Christian Gonzalez-Rivera, research manager at Greenlining Institute, a multi-issue organization in the East Bay, said if HCC becomes popular, "it has the potential to be very big."

"All the different tools that policy people use, they are not very user-friendly," Gonzalez-Rivera said. "Interspersing these things on a map will very clearly show people these are the things that are affecting you."

If cramming so much data into a single program is unrealistic, we'll know soon enough. HCC will face its first test shortly after its launch when it attempts to undo the most entrenched under-reporting of community data in our nation's history: the census.

In an unprecedented effort, nonprofits across California will coordinate their outreach during the census by plotting their door-to-door wanderings on HCC's map. As weak spots - neighborhoods that fail to respond to the census - light up on the map, outreach workers will discover where their work is cut out for them. If it works, the system could save Californians millions of dollars in federal funding over the next decade.

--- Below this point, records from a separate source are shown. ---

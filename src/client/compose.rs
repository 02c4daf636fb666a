//! Combinators for operations built from more than one request.
//!
//! - [`best_effort`]: the optional leg degrades to a default value.
//! - [`all_or_nothing`]: any failing leg fails the whole operation.

use std::fmt::Display;
use std::future::Future;

use tracing::warn;

use crate::error::ClientError;

/// Run `primary` and `optional` concurrently.
///
/// A failure of `primary` fails the composition. A failure of `optional` is
/// logged and replaced by `default()`.
pub async fn best_effort<P, O, T, U, E, F>(
    primary: P,
    optional: O,
    default: impl FnOnce() -> U,
) -> Result<(T, U), E>
where
    P: Future<Output = Result<T, E>>,
    O: Future<Output = Result<U, F>>,
    F: Display,
{
    let (primary, optional) = tokio::join!(primary, optional);
    let primary = primary?;
    let optional = optional.unwrap_or_else(|e| {
        warn!(error = %e, "optional request failed, using default");
        default()
    });
    Ok((primary, optional))
}

/// Run two labelled legs concurrently; the first failure wins.
///
/// The failing leg is reported as [`ClientError::Composition`] and no partial
/// result is returned.
pub async fn all_or_nothing<A, B, T, U>(
    first: (&'static str, A),
    second: (&'static str, B),
) -> Result<(T, U), ClientError>
where
    A: Future<Output = Result<T, ClientError>>,
    B: Future<Output = Result<U, ClientError>>,
{
    let (first_leg, first) = first;
    let (second_leg, second) = second;

    tokio::try_join!(
        async move { first.await.map_err(|e| leg_failed(first_leg, e)) },
        async move { second.await.map_err(|e| leg_failed(second_leg, e)) },
    )
}

fn leg_failed(leg: &'static str, source: ClientError) -> ClientError {
    ClientError::Composition {
        leg,
        source: Box::new(source),
    }
}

How Healthy City California will coordinate San Francisco's census outreach from Cassidy Friedman on Vimeo.

How Healthy City California expects to coordinate San Francisco's census outreach

For the few journalists who know about HCC's existence (it's hardly been publicized), it's a call to dust off all those deep-diving projects that editors deflected to the bottom of their budgets and start digging again.

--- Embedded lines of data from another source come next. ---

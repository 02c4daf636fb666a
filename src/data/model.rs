//! Domain entities produced by the mapper.
//!
//! All entities are immutable snapshots: each poll cycle replaces the prior
//! value wholesale.

use std::fmt;

use chrono::{DateTime, Utc};
use serde::{Deserialize, Serialize};

/// Fallback for a system version that could not be resolved.
pub const UNKNOWN_SYSTEM_VERSION: &str = "Unknown";

/// Fallback for a job whose `smrtlinkVersion` is absent.
pub const UNKNOWN_SMRT_LINK_VERSION: &str = "UNKNOWN";

/// Server status as reported by `GET status`.
#[derive(Debug, Clone, PartialEq, Eq, Serialize, Deserialize)]
pub struct ServerStatus {
    pub instance_id: String,
    pub uuid: String,
    pub service_version: String,
    /// Filled in from the manifest listing by
    /// [`get_versions`](crate::client::SystemStatusClient::get_versions).
    pub system_version: Option<String>,
    pub uptime_millis: u64,
    pub status_code: String,
    pub message: String,
}

impl ServerStatus {
    /// Attach a resolved system version.
    pub fn with_system_version(mut self, version: impl Into<String>) -> Self {
        self.system_version = Some(version.into());
        self
    }

    /// `"<message> from Version:<serviceVersion>"`, the dashboard status line.
    pub fn summary_line(&self) -> String {
        format!("{} from Version:{}", self.message, self.service_version)
    }
}

/// Job state. Unknown server-defined states are kept verbatim.
#[derive(Debug, Clone, PartialEq, Eq, Hash, PartialOrd, Ord, Serialize, Deserialize)]
#[serde(from = "String", into = "String")]
pub enum JobState {
    Created,
    Running,
    Successful,
    Failed,
    Other(String),
}

impl JobState {
    pub fn as_str(&self) -> &str {
        match self {
            JobState::Created => "CREATED",
            JobState::Running => "RUNNING",
            JobState::Successful => "SUCCESSFUL",
            JobState::Failed => "FAILED",
            JobState::Other(s) => s,
        }
    }
}

impl From<&str> for JobState {
    fn from(s: &str) -> Self {
        match s {
            "CREATED" => JobState::Created,
            "RUNNING" => JobState::Running,
            "SUCCESSFUL" => JobState::Successful,
            "FAILED" => JobState::Failed,
            other => JobState::Other(other.to_string()),
        }
    }
}

impl From<String> for JobState {
    fn from(s: String) -> Self {
        JobState::from(s.as_str())
    }
}

impl From<JobState> for String {
    fn from(state: JobState) -> Self {
        state.as_str().to_string()
    }
}

impl fmt::Display for JobState {
    fn fmt(&self, f: &mut fmt::Formatter<'_>) -> fmt::Result {
        f.write_str(self.as_str())
    }
}

/// A job record from the job manager.
#[derive(Debug, Clone, PartialEq, Serialize, Deserialize)]
pub struct ServiceJob {
    pub id: i64,
    pub name: String,
    pub job_type_id: String,
    pub state: JobState,
    pub created_at: DateTime<Utc>,
    pub updated_at: DateTime<Utc>,
    /// `updated_at - created_at`, never negative.
    pub run_time_secs: f64,
    /// `"UNKNOWN"` when the server did not report one.
    pub smrt_link_version: String,
    pub created_by: Option<String>,
    pub path: Option<String>,
    pub error_message: Option<String>,
}

/// A job lifecycle event.
#[derive(Debug, Clone, PartialEq, Eq, Serialize, Deserialize)]
pub struct JobEvent {
    pub job_id: i64,
    pub state: JobState,
    pub event_id: String,
    pub event_type_id: String,
    pub created_at: DateTime<Utc>,
    pub message: String,
}

/// A system alarm.
#[derive(Debug, Clone, PartialEq, Eq, Serialize, Deserialize)]
pub struct Alarm {
    pub id: String,
    pub name: String,
    pub state: String,
    pub updated_at: DateTime<Utc>,
    pub message: Option<String>,
}

/// One entry of `GET services/manifests`.
#[derive(Debug, Clone, PartialEq, Eq, Serialize, Deserialize)]
pub struct Manifest {
    pub id: String,
    pub version: String,
}

/// A job correlated with its event history.
#[derive(Debug, Clone, PartialEq, Serialize, Deserialize)]
pub struct ServiceJobWithEvents {
    pub job: ServiceJob,
    pub events: Vec<JobEvent>,
}

impl ServiceJobWithEvents {
    /// Events ordered by `created_at`; ties keep feed order.
    pub fn events_chronological(&self) -> Vec<JobEvent> {
        let mut events = self.events.clone();
        events.sort_by_key(|e| e.created_at);
        events
    }
}
//! Test support: a scripted in-memory transport and sample payloads.

use std::collections::HashMap;
use std::sync::atomic::{AtomicUsize, Ordering};
use std::time::Duration;

use async_trait::async_trait;
use parking_lot::Mutex;
use serde_json::{json, Value};

use crate::endpoint::RemoteEndpoint;
use crate::error::TransportError;
use crate::transport::TransportClient;

#[derive(Debug, Clone)]
struct Scripted {
    response: Result<Value, TransportError>,
    delay: Option<Duration>,
}

/// Transport that answers from a table keyed by `(host:port, path)`.
///
/// Unscripted paths answer `404 Not Found`.
#[derive(Debug, Default)]
pub struct ScriptedTransport {
    routes: Mutex<HashMap<(String, String), Scripted>>,
    calls: AtomicUsize,
}

impl ScriptedTransport {
    pub fn new() -> Self {
        Self::default()
    }

    pub fn respond(&self, endpoint: &RemoteEndpoint, path: &str, value: Value) {
        self.set(endpoint, path, Ok(value), None);
    }

    pub fn fail(&self, endpoint: &RemoteEndpoint, path: &str, error: TransportError) {
        self.set(endpoint, path, Err(error), None);
    }

    pub fn respond_after(&self, endpoint: &RemoteEndpoint, path: &str, value: Value, delay: Duration) {
        self.set(endpoint, path, Ok(value), Some(delay));
    }

    pub fn calls(&self) -> usize {
        self.calls.load(Ordering::SeqCst)
    }

    fn set(
        &self,
        endpoint: &RemoteEndpoint,
        path: &str,
        response: Result<Value, TransportError>,
        delay: Option<Duration>,
    ) {
        self.routes
            .lock()
            .insert((endpoint.to_string(), path.to_string()), Scripted { response, delay });
    }
}

#[async_trait]
impl TransportClient for ScriptedTransport {
    async fn get(&self, endpoint: &RemoteEndpoint, path: &str) -> Result<Value, TransportError> {
        self.calls.fetch_add(1, Ordering::SeqCst);
        let scripted = self
            .routes
            .lock()
            .get(&(endpoint.to_string(), path.to_string()))
            .cloned();

        match scripted {
            Some(Scripted { response, delay }) => {
                if let Some(delay) = delay {
                    tokio::time::sleep(delay).await;
                }
                response
            }
            None => Err(TransportError::HttpStatus {
                code: 404,
                status_text: "Not Found".to_string(),
            }),
        }
    }
}

pub fn status_json(id: &str) -> Value {
    json!({
        "id": id,
        "uuid": "5a1d7f10-0000-4000-8000-00000000beef",
        "version": "0.1.9-abc123",
        "uptime": 93_784_000u64,
        "status": "OK",
        "message": "Services have been up for 1 day"
    })
}

pub fn job_json(id: i64, state: &str, created_at: &str) -> Value {
    json!({
        "id": id,
        "name": format!("job {}", id),
        "jobTypeId": "pbsmrtpipe",
        "state": state,
        "createdAt": created_at,
        "updatedAt": created_at,
        "smrtlinkVersion": null,
        "createdBy": "admin"
    })
}
use std::time::Duration;

use anyhow::{bail, Result};

/// Suffix to milliseconds multiplier (order matters: longer suffixes first)
const UNITS: &[(&str, f64)] = &[
    ("ms", 1.0),
    ("s", 1_000.0),
    ("m", 60_000.0),
    ("h", 3_600_000.0),
];

/// Parse interval strings like "10s", "500ms", "1.5m", "2h"
pub fn parse_duration(s: &str) -> Result<Duration> {
    let s = s.trim();

    for (suffix, multiplier) in UNITS {
        if let Some(val_str) = s.strip_suffix(suffix) {
            let val: f64 = val_str.trim().parse()?;
            if !val.is_finite() || val < 0.0 {
                bail!("Invalid duration: {}", s);
            }
            return Ok(Duration::from_millis((val * multiplier) as u64));
        }
    }

    bail!("Unknown duration format: {}", s)
}

/// Format whole seconds as "1d 2h 3m 4s", dropping leading zero units.
pub fn format_duration(d: Duration) -> String {
    let total = d.as_secs();
    let (days, rem) = (total / 86_400, total % 86_400);
    let (hours, rem) = (rem / 3_600, rem % 3_600);
    let (minutes, seconds) = (rem / 60, rem % 60);

    let mut parts = Vec::new();
    if days > 0 {
        parts.push(format!("{}d", days));
    }
    if days > 0 || hours > 0 {
        parts.push(format!("{}h", hours));
    }
    if days > 0 || hours > 0 || minutes > 0 {
        parts.push(format!("{}m", minutes));
    }
    parts.push(format!("{}s", seconds));
    parts.join(" ")
}

/// Format a server uptime reported in milliseconds.
pub fn format_uptime(uptime_millis: u64) -> String {
    format_duration(Duration::from_millis(uptime_millis))
}

/// Format a job run time in (fractional) seconds.
pub fn format_run_time(run_time_secs: f64) -> String {
    format_duration(Duration::from_secs_f64(run_time_secs.max(0.0)))
}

I only discovered HCC by stumbling into an unreleased version of the site. "You thought, 'I hit the jackpot, the treasure trove'?," Gammal guessed.

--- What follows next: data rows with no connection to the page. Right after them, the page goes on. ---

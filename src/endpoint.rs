//! Addressable remote SMRT Link systems.

use std::fmt;
use std::str::FromStr;

use serde::{Deserialize, Serialize};

/// A monitored remote system, identified by `host:port`.
///
/// # Example
///
/// ```
/// use smrtlink_doctor::RemoteEndpoint;
///
/// let endpoint = RemoteEndpoint::new("smrtlink-alpha", 8081);
/// assert_eq!(endpoint.base_url(), "http://smrtlink-alpha:8081");
/// assert_eq!(endpoint.url("status"), "http://smrtlink-alpha:8081/status");
/// ```
#[derive(Debug, Clone, PartialEq, Eq, Hash, PartialOrd, Ord, Serialize, Deserialize)]
pub struct RemoteEndpoint {
    host: String,
    port: u16,
}

impl RemoteEndpoint {
    pub fn new(host: impl Into<String>, port: u16) -> Self {
        Self {
            host: host.into(),
            port,
        }
    }

    pub fn host(&self) -> &str {
        &self.host
    }

    pub fn port(&self) -> u16 {
        self.port
    }

    /// Base URL without a trailing slash, e.g. `http://host:8081`.
    pub fn base_url(&self) -> String {
        format!("http://{}:{}", self.host, self.port)
    }

    /// Absolute URL for an endpoint-relative path segment.
    pub fn url(&self, path: &str) -> String {
        format!("{}/{}", self.base_url(), path.trim_start_matches('/'))
    }
}

impl fmt::Display for RemoteEndpoint {
    fn fmt(&self, f: &mut fmt::Formatter<'_>) -> fmt::Result {
        write!(f, "{}:{}", self.host, self.port)
    }
}

impl FromStr for RemoteEndpoint {
    type Err = String;

    /// Parse `host:port`.
    fn from_str(s: &str) -> Result<Self, Self::Err> {
        let (host, port) = s
            .trim()
            .rsplit_once(':')
            .ok_or_else(|| format!("expected host:port, got '{}'", s))?;
        if host.is_empty() {
            return Err(format!("missing host in '{}'", s));
        }
        let port = port
            .parse::<u16>()
            .map_err(|e| format!("invalid port in '{}': {}", s, e))?;
        Ok(Self::new(host, port))
    }
}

Within 10 minutes of visiting the site I'd nailed down my story, mapped out every trouble area for census outreach in San Francisco. It would have taken a week to do that on my own.

"As (journalists), like all of us (nonprofit researchers), go through belt-tightening and do more with less people and tighter resources, it's going to help with getting data, accuracy and the ease of use," Gammal, who regularly helps reporters find data, told me. "And a real key in journalism, is the value of how you can present data. This allows you to present visuals that are compelling rather than having to spend five hours yourself pulling it into a design program."

Behind the ambitious project is a public policy organization, the Advancement Project, which is backed by roughly $1.5 million from the California Endowment and the William and Flora Hewlett Foundation. That funding has helped the project to expand from a smaller scale project, which started in Los Angeles County in 2002.

Since then, Healthy City has contributed to an upheaval in public policy-making as people logging in from 40,000 different computers each year (according to the most recent count) have challenged political decisions and forced elected officials to concede millions of dollars to higher need districts, John Kim, HCC's director, said.

Healthy City California In Action from Cassidy Friedman on Vimeo.

Healthy City California In Action In LA

"What we want to do with Healthy City, overall is we want to help families find services," Kim said. "So we actually have compiled the largest database of nonprofits and community services for LA County. And when we launch the statewide system ... you'll actually see the largest research database in the state. "

When HCC goes live today, it's hoped that it will give community organizers, journalists and motivated citizens in California something they've never had: a vehicle on the Web that's as practical for spotting trends in California's communities as Google is for finding a hot cup of coffee.

And by making that information free, HCC may enable countless other cash-strapped journalists and community organizers to find the answers they've been looking for.